Drawing talent

PUBLISHED : Monday, 30 April, 2012, 12:00am
UPDATED : Monday, 30 April, 2012, 12:00am

Share

Asia is ageing. Current projections indicate that the working population in most Asian countries will decline over the coming years, if they haven't started already. In response, calls for greater investment become louder. It is hoped that greater efficiency can compensate for the reduction in raw labour input.

This is certainly an ideal solution. But the magnitude of productivity gains required to sustain high growth rates expected in countries such as China may be out of reach over such a short period of time. Sustained productivity growth is not something that can be achieved overnight, or over a few years, particularly for countries that primarily focus on quantity- orientated growth, rather than on quality.

What is a faster alternative? Asia must attract talent from abroad. By encouraging greater immigration, especially from developed Western economies, Asia benefits in two key ways. First, the immediate boost to its working population will buy time for its economies to transit towards productivity-led growth.

Second, foreign knowledge will be channelled into the regional economy. With greater human capital mobility, this reduces asymmetries between developed economies and emerging Asia. In turn, greater convergence across Asia can be achieved as it continues to play catch-up with advanced Western economies.

There is a more subtle point. Should Asia become more attractive to foreign workers, it is also more likely to encourage native students who studied abroad to return and work in their home country. Indeed, many Asian students who studied overseas decide to stay abroad. This is particularly costly to Asia because it not only accelerates the contraction of its working population, but it shrinks the segment of its workforce with greater language skills.

Asia's relative resilience since the outbreak of the 2008 financial crisis has already given it the upper hand in attracting overseas talent. Graduates from Western universities have become more willing to take opportunities in vibrant Asian economies while multinationals are relocating staff to increase coverage in emerging markets.

But there is no room for complacency. There are three key areas that Asia must focus on to keep talent flowing into the region.

The first is to make stabilising inflation an even greater priority. In emerging Asia, only Indonesia, Korea, the Philippines, Thailand and Vietnam have an explicit inflation target for which their respective central bank is held accountable. A steady inflation rate is paramount to attracting human capital into the region. If potential workers question whether their wages can cover the future cost of living in a new country, such as residential property and high-quality education for their children, it is likely to deter them from migrating.

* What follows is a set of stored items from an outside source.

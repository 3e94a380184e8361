//! Session snapshot and restore with BLAKE3 hashing.
//!
//! A [`SessionSnapshot`] holds everything that affects how a session will
//! respond to future actions: config, vector, turn, unlocked achievements,
//! conclusion state and the wildcard deck position. Its `hash` is a BLAKE3
//! digest of the canonical JSON of that state, with wall-clock timestamps
//! left out, so two sessions that went through the same turns hash the same.
//!
//! ```
//! use presidency_engine::prelude::*;
//!
//! let mut session =
//!     Session::new(SessionId(1), SessionConfig::default(), DeltaTables::builtin()).unwrap();
//! let fork = session.capture_snapshot().unwrap();
//!
//! session.act(&Action::new(ActionCategory::Law, "martial_law")).unwrap();
//! let hash_a = session.state_hash().unwrap();
//!
//! session.restore_from_snapshot(&fork).unwrap();
//! assert_eq!(session.turn(), 0);
//! session.act(&Action::new(ActionCategory::Law, "martial_law")).unwrap();
//! assert_eq!(session.state_hash().unwrap(), hash_a);
//! ```
//!
//! # What Is NOT Restored
//!
//! - **Timeline**: reset to empty on restore.
//! - **Archives**: sealed archives stay attached to the session.
//! - **Tables**: the session keeps its own ruleset.

use presidency_chronicle::canonical_json;
use presidency_core::prelude::{GameOverReason, StatVector};
use serde::{Deserialize, Serialize};
use tracing::debug;

use crate::config::SessionConfig;
use crate::session::{Achievement, Session, SessionId};
use crate::wildcard::CosmicDeck;
use crate::SessionError;

/// A serializable snapshot of a session's simulation state.
#[derive(Debug, Clone, PartialEq, Serialize, Deserialize)]
pub struct SessionSnapshot {
    /// Session the snapshot was taken from. Not part of the hash.
    pub session_id: SessionId,
    /// Config the session runs under.
    pub config: SessionConfig,
    /// Current stat vector.
    pub vector: StatVector,
    /// Turns resolved so far.
    pub turn: u64,
    /// Achievements unlocked so far.
    pub achievements: Vec<Achievement>,
    /// Why the session ended, if it has.
    pub concluded: Option<GameOverReason>,
    /// Draws made from the wildcard deck.
    pub deck_draws: u64,
    /// BLAKE3 hex digest of the hashable state.
    pub hash: String,
}

fn compute_hash(
    config: &SessionConfig,
    vector: &StatVector,
    turn: u64,
    achievements: &[Achievement],
    concluded: Option<GameOverReason>,
    deck_draws: u64,
) -> Result<String, SessionError> {
    #[derive(Serialize)]
    struct HashableState<'a> {
        config: &'a SessionConfig,
        vector: &'a StatVector,
        turn: u64,
        achievements: Vec<(&'a str, u64)>,
        concluded: Option<GameOverReason>,
        deck_draws: u64,
    }

    let hashable = HashableState {
        config,
        vector,
        turn,
        achievements: achievements
            .iter()
            .map(|a| (a.key.as_str(), a.turn))
            .collect(),
        concluded,
        deck_draws,
    };
    let bytes = canonical_json(&hashable)?;
    Ok(blake3::hash(&bytes).to_hex().to_string())
}

impl Session {
    /// BLAKE3 hex digest of the current simulation state.
    pub fn state_hash(&self) -> Result<String, SessionError> {
        compute_hash(
            &self.config,
            &self.vector,
            self.turn,
            &self.achievements,
            self.concluded,
            self.deck.draws(),
        )
    }

    /// Capture the current state, hashed with [`state_hash`](Self::state_hash).
    pub fn capture_snapshot(&self) -> Result<SessionSnapshot, SessionError> {
        Ok(SessionSnapshot {
            session_id: self.id,
            config: self.config.clone(),
            vector: self.vector,
            turn: self.turn,
            achievements: self.achievements.clone(),
            concluded: self.concluded,
            deck_draws: self.deck.draws(),
            hash: self.state_hash()?,
        })
    }

    /// Restore state from a snapshot, possibly one taken from another
    /// session. Achievement records are re-attributed to this session.
    ///
    /// # Errors
    ///
    /// Returns [`SessionError::SnapshotMismatch`] if the snapshot's hash does
    /// not match its contents, or a config / vector validation error. The
    /// session is not modified on error.
    pub fn restore_from_snapshot(
        &mut self,
        snapshot: &SessionSnapshot,
    ) -> Result<(), SessionError> {
        let recomputed = compute_hash(
            &snapshot.config,
            &snapshot.vector,
            snapshot.turn,
            &snapshot.achievements,
            snapshot.concluded,
            snapshot.deck_draws,
        )?;
        if recomputed != snapshot.hash {
            return Err(SessionError::SnapshotMismatch {
                recorded: snapshot.hash.clone(),
                recomputed,
            });
        }
        snapshot.config.validate()?;
        snapshot.vector.validate()?;

        self.config = snapshot.config.clone();
        self.vector = snapshot.vector;
        self.turn = snapshot.turn;
        self.achievements = snapshot
            .achievements
            .iter()
            .cloned()
            .map(|mut a| {
                a.session_id = self.id;
                a
            })
            .collect();
        self.unlocked = self.achievements.iter().map(|a| a.key.clone()).collect();
        self.concluded = snapshot.concluded;
        self.deck = CosmicDeck::resume(snapshot.config.seed, snapshot.deck_draws);
        self.timeline = presidency_chronicle::Timeline::new();

        debug!(
            session = %self.id,
            turn = self.turn,
            hash = %snapshot.hash,
            "restored from snapshot"
        );
        Ok(())
    }
}
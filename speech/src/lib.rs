// Speech capabilities for OM1 agents

pub mod background;
pub mod http_stream;
pub mod provider;
pub mod settings;
pub mod sink;
pub mod stream;

// Shared speech utilities
pub(crate) mod utils;

#[cfg(test)]
mod test_support;

pub use background::{
    register_backgrounds, ElevenLabsTts, ElevenLabsTtsConfig, ELEVENLABS_TTS_BACKGROUND,
};
pub use http_stream::{HttpAudioStream, HttpStreamFactory};
pub use provider::ElevenLabsTtsProvider;
pub use settings::{
    SettingField, TtsSettings, TtsSettingsUpdate, DEFAULT_MODEL_ID, DEFAULT_OUTPUT_FORMAT,
    DEFAULT_TTS_URL, DEFAULT_VOICE_ID,
};
pub use sink::{AudioEncoding, AudioSink, PlayerSink};
pub use stream::{
    AudioOutputStream, StreamFactory, TtsRequest, TtsState, TtsStateCallback, TtsStateNotifier,
};
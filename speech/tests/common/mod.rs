//! Recording stream factory shared by the provider and background tests.
#![allow(dead_code)]

use om1_core::{Om1Error, Result};
use om1_speech::{AudioOutputStream, StreamFactory, TtsRequest, TtsSettings, TtsStateNotifier};
use parking_lot::Mutex;
use std::sync::atomic::{AtomicUsize, Ordering};
use std::sync::Arc;

#[derive(Default)]
pub struct Counters {
    pub opens: AtomicUsize,
    pub closes: AtomicUsize,
    pub opened_with: Mutex<Vec<TtsSettings>>,
    pub requests: Mutex<Vec<TtsRequest>>,
    pub notifiers: Mutex<Vec<TtsStateNotifier>>,
}

impl Counters {
    pub fn opens(&self) -> usize {
        self.opens.load(Ordering::SeqCst)
    }

    pub fn closes(&self) -> usize {
        self.closes.load(Ordering::SeqCst)
    }

    pub fn last_opened(&self) -> Option<TtsSettings> {
        self.opened_with.lock().last().cloned()
    }
}

/// Counts opens and closes; optionally fails every open.
#[derive(Clone, Default)]
pub struct RecordingFactory {
    pub counters: Arc<Counters>,
    pub fail_open: bool,
}

impl RecordingFactory {
    pub fn new() -> Self {
        Self::default()
    }

    pub fn failing() -> Self {
        Self {
            fail_open: true,
            ..Self::default()
        }
    }
}

impl StreamFactory for RecordingFactory {
    fn open(
        &self,
        settings: &TtsSettings,
        notifier: TtsStateNotifier,
    ) -> Result<Box<dyn AudioOutputStream>> {
        if self.fail_open {
            return Err(Om1Error::StreamError("audio device unavailable".into()));
        }
        self.counters.opens.fetch_add(1, Ordering::SeqCst);
        self.counters.opened_with.lock().push(settings.clone());
        self.counters.notifiers.lock().push(notifier);
        Ok(Box::new(RecordingStream {
            counters: Arc::clone(&self.counters),
            queued: Mutex::new(Vec::new()),
        }))
    }
}

struct RecordingStream {
    counters: Arc<Counters>,
    queued: Mutex<Vec<TtsRequest>>,
}

impl AudioOutputStream for RecordingStream {
    fn add_request(&self, request: TtsRequest) -> Result<()> {
        self.counters.requests.lock().push(request.clone());
        self.queued.lock().push(request);
        Ok(())
    }

    fn pending(&self) -> usize {
        self.queued.lock().len()
    }

    fn close(&mut self) -> Result<()> {
        self.counters.closes.fetch_add(1, Ordering::SeqCst);
        self.queued.lock().clear();
        Ok(())
    }
}
// OM1 Core Library
// Agent runtime pieces shared by capability crates

pub mod background;
pub mod config;
pub mod factory;
pub mod singleton;

// Export core types
pub use background::{Background, BackgroundManager};
pub use config::BackgroundConfig;
pub use factory::{BackgroundConstructor, BackgroundRegistry};

// Error types
use thiserror::Error;

#[derive(Error, Debug)]
pub enum Om1Error {
    #[error("Background error: {0}")]
    BackgroundError(String),

    #[error("Config error: {0}")]
    ConfigError(String),

    #[error("Stream error: {0}")]
    StreamError(String),

    #[error("Provider is not running")]
    NotRunning,

    #[error("IO error: {0}")]
    IoError(#[from] std::io::Error),

    #[error("Serialization error: {0}")]
    SerializationError(#[from] serde_json::Error),

    #[error("TOML error: {0}")]
    TomlError(#[from] toml::de::Error),
}

pub type Result<T> = std::result::Result<T, Om1Error>;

The second is to improve labour market efficiency. Even if there is a large supply of overseas workers searching for employment in Asia, successful integration is contingent on demand from firms which want to hire them.

However, friction in Asian labour markets may reduce the willingness of companies to increase employment growth. Redundancy costs in the region are among the highest in the world, averaging 96 weeks of salary, once Hong Kong, Japan and Singapore are taken out of the sample. In sharp contrast, the average firm in the US is not required to pay any severance fee.

The third is to reduce red tape faced by entrepreneurs. This partly reflects the relative inefficiency in Asian governments as new entrants still face high barriers to market entry.

For one, anti-monopoly policy in Asia is among the most ineffective when compared to other regions, according to the World Economic Forum, especially in smaller economies such as the Philippines and Vietnam.

For another, entrepreneurs are required to complete around 100 procedures to start a new business. Swift reforms would make markets more accessible to foreign investors and entrepreneurs.

Of course, it's not all about economics and efficiency; there are social factors too. For example, one issue in Hong Kong is the increasing strain on welfare resources. While the city has long prospered as a gateway to China, at the same time, issues such as mainland mothers coming over the border to give birth have caused friction.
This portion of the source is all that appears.